* [REQUIRED ACTION] Tell how many lines in the data contain the word "core", and leave out everything else.

────────────────

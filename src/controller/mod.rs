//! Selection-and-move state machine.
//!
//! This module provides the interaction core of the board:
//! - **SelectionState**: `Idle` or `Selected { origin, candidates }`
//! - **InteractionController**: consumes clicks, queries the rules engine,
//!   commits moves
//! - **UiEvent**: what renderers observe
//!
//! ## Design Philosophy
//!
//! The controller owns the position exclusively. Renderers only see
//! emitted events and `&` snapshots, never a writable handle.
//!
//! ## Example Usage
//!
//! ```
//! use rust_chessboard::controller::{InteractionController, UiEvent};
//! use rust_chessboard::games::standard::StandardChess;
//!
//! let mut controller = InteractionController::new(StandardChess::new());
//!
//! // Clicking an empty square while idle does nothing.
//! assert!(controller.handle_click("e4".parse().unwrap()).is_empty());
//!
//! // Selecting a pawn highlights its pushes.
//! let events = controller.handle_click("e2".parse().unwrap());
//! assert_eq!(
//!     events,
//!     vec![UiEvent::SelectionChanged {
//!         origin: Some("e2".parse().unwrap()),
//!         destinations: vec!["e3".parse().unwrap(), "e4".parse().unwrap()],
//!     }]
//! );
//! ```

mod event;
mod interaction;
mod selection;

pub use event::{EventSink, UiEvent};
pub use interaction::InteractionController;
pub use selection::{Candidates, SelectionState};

────────────────

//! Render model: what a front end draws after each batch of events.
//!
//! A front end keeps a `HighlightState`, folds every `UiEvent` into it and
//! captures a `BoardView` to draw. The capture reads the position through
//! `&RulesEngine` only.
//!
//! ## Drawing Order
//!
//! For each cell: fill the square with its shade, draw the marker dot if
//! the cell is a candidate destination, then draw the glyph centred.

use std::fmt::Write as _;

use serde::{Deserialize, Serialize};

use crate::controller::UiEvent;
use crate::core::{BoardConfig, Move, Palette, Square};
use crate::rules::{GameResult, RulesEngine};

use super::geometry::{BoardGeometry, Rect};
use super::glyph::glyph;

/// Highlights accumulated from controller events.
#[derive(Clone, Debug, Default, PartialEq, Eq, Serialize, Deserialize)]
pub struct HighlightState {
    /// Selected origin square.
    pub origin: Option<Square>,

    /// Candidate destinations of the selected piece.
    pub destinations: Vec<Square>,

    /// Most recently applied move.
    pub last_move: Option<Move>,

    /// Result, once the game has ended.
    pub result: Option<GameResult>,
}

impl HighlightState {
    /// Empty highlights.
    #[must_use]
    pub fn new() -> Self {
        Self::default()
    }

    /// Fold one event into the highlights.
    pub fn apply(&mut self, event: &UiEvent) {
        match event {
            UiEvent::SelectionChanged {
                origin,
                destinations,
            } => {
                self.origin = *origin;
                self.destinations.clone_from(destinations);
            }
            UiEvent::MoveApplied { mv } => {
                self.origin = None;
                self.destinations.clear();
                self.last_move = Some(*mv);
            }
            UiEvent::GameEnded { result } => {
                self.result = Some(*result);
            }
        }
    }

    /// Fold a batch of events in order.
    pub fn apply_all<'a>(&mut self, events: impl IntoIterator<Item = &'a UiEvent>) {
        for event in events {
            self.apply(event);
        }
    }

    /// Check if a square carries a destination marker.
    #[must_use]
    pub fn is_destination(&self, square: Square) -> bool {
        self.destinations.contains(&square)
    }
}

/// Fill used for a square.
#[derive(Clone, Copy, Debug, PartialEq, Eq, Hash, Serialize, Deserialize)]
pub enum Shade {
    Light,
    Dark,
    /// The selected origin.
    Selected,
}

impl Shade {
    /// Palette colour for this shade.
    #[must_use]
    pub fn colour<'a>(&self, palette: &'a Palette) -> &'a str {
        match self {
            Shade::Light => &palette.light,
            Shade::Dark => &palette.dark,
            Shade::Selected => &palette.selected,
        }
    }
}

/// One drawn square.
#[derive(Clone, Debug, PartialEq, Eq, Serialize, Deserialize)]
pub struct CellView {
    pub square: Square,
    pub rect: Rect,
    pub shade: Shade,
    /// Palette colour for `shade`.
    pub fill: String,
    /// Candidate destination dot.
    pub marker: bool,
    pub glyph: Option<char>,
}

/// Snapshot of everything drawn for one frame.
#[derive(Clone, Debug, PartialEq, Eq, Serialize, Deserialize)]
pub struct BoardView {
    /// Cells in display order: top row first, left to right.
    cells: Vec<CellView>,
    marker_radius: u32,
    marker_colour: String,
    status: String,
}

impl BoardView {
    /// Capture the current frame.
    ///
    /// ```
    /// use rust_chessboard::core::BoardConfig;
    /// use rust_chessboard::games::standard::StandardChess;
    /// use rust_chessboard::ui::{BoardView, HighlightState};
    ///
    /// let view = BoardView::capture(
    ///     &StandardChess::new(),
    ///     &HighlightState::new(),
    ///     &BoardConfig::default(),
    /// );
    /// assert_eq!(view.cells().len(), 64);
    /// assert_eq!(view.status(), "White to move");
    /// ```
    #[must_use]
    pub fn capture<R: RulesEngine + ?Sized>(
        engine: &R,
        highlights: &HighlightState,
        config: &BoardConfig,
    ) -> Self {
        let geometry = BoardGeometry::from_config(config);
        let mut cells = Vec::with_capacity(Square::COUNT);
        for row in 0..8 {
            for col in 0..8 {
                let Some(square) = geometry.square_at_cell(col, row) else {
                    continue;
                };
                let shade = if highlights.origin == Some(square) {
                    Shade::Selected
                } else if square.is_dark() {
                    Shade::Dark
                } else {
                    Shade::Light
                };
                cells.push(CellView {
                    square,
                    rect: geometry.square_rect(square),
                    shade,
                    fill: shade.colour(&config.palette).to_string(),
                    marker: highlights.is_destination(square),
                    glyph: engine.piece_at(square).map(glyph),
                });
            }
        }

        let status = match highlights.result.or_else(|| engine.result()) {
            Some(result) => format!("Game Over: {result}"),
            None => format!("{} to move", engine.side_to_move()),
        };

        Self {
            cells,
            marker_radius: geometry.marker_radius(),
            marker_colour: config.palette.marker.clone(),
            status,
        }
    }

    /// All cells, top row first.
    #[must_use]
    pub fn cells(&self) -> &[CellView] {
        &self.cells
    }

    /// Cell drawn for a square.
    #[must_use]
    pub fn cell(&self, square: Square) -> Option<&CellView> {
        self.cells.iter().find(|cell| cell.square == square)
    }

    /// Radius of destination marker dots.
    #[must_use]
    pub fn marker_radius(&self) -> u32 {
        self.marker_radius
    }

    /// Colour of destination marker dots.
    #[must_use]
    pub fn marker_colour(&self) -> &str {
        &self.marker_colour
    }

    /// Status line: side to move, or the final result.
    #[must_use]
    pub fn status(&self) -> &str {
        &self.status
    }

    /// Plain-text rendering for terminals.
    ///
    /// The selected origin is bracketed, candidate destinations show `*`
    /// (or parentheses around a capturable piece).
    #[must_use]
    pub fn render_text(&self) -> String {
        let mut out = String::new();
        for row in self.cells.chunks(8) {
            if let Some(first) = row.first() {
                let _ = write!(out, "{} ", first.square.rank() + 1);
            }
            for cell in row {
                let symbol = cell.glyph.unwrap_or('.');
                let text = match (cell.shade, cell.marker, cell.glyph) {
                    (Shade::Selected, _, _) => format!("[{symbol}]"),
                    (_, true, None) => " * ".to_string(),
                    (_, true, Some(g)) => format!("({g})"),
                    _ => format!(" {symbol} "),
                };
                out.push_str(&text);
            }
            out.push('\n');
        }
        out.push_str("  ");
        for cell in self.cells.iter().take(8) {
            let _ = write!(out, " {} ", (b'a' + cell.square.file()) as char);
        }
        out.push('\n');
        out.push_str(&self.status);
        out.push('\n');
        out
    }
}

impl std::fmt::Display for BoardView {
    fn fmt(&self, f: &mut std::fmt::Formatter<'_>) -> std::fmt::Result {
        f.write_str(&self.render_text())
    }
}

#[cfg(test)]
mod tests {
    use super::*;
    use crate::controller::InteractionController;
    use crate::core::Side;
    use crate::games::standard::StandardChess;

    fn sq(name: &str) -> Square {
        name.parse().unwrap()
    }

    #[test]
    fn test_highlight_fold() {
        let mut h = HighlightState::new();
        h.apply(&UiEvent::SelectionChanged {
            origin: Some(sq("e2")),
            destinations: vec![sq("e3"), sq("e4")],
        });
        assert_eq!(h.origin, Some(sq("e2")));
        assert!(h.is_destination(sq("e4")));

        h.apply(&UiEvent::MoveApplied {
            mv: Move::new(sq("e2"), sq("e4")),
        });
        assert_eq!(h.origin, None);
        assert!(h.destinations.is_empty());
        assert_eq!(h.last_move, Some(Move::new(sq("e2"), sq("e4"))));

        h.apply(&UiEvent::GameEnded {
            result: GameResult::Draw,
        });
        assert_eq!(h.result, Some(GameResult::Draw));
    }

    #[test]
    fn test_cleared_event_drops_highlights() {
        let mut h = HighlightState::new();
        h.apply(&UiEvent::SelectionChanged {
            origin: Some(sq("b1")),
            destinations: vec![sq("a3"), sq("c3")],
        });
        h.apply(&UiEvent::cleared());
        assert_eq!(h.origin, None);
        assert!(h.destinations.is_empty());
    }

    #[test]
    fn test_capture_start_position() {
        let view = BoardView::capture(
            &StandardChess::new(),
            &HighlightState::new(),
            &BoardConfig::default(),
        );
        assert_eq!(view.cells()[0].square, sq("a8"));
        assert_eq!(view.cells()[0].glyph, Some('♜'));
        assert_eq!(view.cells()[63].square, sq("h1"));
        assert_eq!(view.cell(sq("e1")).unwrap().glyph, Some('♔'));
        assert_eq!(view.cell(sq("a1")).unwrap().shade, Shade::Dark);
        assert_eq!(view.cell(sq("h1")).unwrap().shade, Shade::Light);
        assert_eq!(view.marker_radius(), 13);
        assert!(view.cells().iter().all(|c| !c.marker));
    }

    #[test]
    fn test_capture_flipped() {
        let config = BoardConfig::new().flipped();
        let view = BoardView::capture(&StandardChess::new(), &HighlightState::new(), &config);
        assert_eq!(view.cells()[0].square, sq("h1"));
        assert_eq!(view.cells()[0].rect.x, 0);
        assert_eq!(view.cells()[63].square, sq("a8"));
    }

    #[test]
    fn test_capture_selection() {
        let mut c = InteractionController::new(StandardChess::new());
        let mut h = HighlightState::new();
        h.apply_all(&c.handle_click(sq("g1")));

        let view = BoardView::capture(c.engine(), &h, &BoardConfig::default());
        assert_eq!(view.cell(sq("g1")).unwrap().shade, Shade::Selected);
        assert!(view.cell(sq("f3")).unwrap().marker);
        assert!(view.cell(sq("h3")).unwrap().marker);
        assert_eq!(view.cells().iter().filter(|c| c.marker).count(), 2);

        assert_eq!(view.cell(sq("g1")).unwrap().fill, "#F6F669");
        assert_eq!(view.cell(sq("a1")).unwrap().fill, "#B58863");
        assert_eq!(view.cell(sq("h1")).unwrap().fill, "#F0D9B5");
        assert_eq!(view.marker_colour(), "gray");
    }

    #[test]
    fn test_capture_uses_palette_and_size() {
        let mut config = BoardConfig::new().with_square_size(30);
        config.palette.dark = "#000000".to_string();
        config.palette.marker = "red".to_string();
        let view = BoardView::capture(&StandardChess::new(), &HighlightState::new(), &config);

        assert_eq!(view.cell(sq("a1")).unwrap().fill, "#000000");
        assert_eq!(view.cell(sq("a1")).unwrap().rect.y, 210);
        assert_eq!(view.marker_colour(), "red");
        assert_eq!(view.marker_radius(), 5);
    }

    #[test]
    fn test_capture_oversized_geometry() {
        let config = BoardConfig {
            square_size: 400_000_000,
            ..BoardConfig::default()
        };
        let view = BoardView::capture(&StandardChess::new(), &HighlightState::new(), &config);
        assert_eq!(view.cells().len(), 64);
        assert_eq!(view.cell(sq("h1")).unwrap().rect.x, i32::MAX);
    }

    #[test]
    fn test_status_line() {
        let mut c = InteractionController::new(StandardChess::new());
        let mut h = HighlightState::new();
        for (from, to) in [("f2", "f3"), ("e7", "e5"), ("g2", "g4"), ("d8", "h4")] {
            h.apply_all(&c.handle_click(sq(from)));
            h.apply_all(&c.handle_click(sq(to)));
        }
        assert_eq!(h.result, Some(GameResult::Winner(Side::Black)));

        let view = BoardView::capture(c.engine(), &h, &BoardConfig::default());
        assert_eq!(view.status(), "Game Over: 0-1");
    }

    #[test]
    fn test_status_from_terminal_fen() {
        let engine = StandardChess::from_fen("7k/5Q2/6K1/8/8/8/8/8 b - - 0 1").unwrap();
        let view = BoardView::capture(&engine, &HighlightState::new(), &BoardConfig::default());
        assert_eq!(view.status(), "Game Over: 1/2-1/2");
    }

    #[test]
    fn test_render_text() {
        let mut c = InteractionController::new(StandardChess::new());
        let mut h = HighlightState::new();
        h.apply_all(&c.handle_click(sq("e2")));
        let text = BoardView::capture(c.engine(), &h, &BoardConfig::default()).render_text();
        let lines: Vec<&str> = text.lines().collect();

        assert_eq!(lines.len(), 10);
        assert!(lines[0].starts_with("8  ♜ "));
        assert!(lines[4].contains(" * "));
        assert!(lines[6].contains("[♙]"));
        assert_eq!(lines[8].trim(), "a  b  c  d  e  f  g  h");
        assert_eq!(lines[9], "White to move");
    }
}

────────────────

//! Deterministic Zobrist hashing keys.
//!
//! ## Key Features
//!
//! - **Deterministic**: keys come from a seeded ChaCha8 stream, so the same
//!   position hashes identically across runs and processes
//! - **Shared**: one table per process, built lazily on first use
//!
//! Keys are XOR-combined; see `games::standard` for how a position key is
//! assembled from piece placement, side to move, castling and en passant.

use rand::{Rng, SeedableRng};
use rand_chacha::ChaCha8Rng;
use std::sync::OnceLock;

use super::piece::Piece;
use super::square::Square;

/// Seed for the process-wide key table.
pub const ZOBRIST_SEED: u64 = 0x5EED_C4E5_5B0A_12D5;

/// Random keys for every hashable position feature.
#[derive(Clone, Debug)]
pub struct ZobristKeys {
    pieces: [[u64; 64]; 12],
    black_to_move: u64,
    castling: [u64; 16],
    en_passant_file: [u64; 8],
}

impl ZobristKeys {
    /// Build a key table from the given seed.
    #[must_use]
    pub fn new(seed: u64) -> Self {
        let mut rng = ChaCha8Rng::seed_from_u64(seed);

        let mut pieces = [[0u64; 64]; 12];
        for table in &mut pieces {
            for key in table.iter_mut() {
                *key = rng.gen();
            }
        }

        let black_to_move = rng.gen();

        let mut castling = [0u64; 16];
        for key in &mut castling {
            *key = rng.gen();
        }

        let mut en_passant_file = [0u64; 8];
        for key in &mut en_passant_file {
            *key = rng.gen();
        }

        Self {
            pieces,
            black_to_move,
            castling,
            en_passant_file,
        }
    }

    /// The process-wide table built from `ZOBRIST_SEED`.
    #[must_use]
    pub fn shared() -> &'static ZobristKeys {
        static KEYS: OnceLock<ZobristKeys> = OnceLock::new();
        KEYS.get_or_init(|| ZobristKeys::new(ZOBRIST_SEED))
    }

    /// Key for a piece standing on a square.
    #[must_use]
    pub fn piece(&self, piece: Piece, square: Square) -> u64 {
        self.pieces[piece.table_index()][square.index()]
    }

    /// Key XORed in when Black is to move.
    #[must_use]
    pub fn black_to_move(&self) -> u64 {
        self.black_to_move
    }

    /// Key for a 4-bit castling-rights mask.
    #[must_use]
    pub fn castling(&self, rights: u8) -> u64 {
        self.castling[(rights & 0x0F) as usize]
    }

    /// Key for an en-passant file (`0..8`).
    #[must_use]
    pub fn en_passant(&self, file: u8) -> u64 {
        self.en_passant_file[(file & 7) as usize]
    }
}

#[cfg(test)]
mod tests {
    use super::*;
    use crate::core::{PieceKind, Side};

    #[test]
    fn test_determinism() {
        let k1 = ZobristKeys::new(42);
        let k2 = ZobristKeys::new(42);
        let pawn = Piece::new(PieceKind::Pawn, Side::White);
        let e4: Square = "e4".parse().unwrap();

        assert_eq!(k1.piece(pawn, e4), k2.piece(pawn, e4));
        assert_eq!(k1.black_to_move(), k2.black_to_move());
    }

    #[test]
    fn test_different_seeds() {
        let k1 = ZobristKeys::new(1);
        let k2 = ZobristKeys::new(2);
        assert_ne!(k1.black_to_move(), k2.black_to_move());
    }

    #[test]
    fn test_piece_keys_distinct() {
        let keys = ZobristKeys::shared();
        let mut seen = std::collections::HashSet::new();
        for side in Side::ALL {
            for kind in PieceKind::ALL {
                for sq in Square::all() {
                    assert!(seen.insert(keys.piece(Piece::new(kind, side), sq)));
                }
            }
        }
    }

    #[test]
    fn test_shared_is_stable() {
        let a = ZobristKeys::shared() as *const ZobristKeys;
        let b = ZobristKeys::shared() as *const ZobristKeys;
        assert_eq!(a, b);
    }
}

────────────────

* [WRITTEN RESPONSE] 5